Angelo sighed as he watched Preha and IehIeh disappear into the thicket. Angelo couldn’t be sure, but it seemed that Preha gladly would have shared a camplace with him, but upon IehIeh’s concerned words, they had spent several hours trying to convey that they would be here again tomorrow. Preha turned around one last time before he lost sight of her. He counted to ten.

1…

2…

3…

4…

5…

6…

7…

8…

9…

10…

*Thud*

His body hit the mossy ground beneath him, a curse escaping his lips as he was unpleasantly reminded of his dislocated shoulder. Albeit the pain was only a momentary distraction from what really had send him to his knees in the first place. His breath came quick and infrequent, and for a short moment he feared that he might pass out. He could feel the warmth of empress body pressed up against his, but not even her reassuring presence was enough to fight down the panic that had gripped his body tightly. His mind and heart beat in a frantic fashion while his vision threatened to disappear.
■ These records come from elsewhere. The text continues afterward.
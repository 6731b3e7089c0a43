/// Turbine discharge model.
///
/// An empirical polynomial chain fitted to powerhouse commissioning data
/// converts per-unit electrical load and hydraulic head into discharge.
/// The fit is only valid for active units at or above 15 MW; below that
/// the aggregate must be read manually.
pub mod constants;
pub mod processes;
pub mod run;

pub use constants::{MIN_MODEL_LOAD, N_UNITS};
pub use run::{active_units, compute, TurbineOutput};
He robbed onto his belly, and picked up the inkwell and feather that the pair had left him. With trembling hands he unrolled the scroll, dipped the feather into the black liquid, and with the unsteady hand of someone who was used to writing with a ballpen he wrote only one word.

“Aliens…”

There! He had written the it down, and somehow this made it ‘official’. He wasn’t just some madman in a forest, he had met honest to god aliens! Although, part of his mind corrected him, technically speaking, he was the alien… probably.

He once again dipped the feather, a blue one, into the ink, the simple act helping him to cope with all the strange new experiences which had threatened to drown him, moments ago. For a moment the feather became his way to put the world back into focus. He wrote down what had happened to him so far…

---

Eventually the sun passing over the horizon and Empress insistence, had forced him to return to the Burrow. He had only stopped long enough to pass Empress some berries, and to get a fire going, before he had turned towards the rough sheet of paper again. He took it between two fingers and felt the texture for a moment; it was rougher than the printer paper that he was used to but far less so than he had expected. Before he could follow this thought however, the flow of words drew him back:

I met Aliens…

After some thinking he struck the words through and began again:

Today I made contact with two intelligent beings. They captured me when I caught them observing me, but upon revealing that I was sapient, they released me and tried to establish contact.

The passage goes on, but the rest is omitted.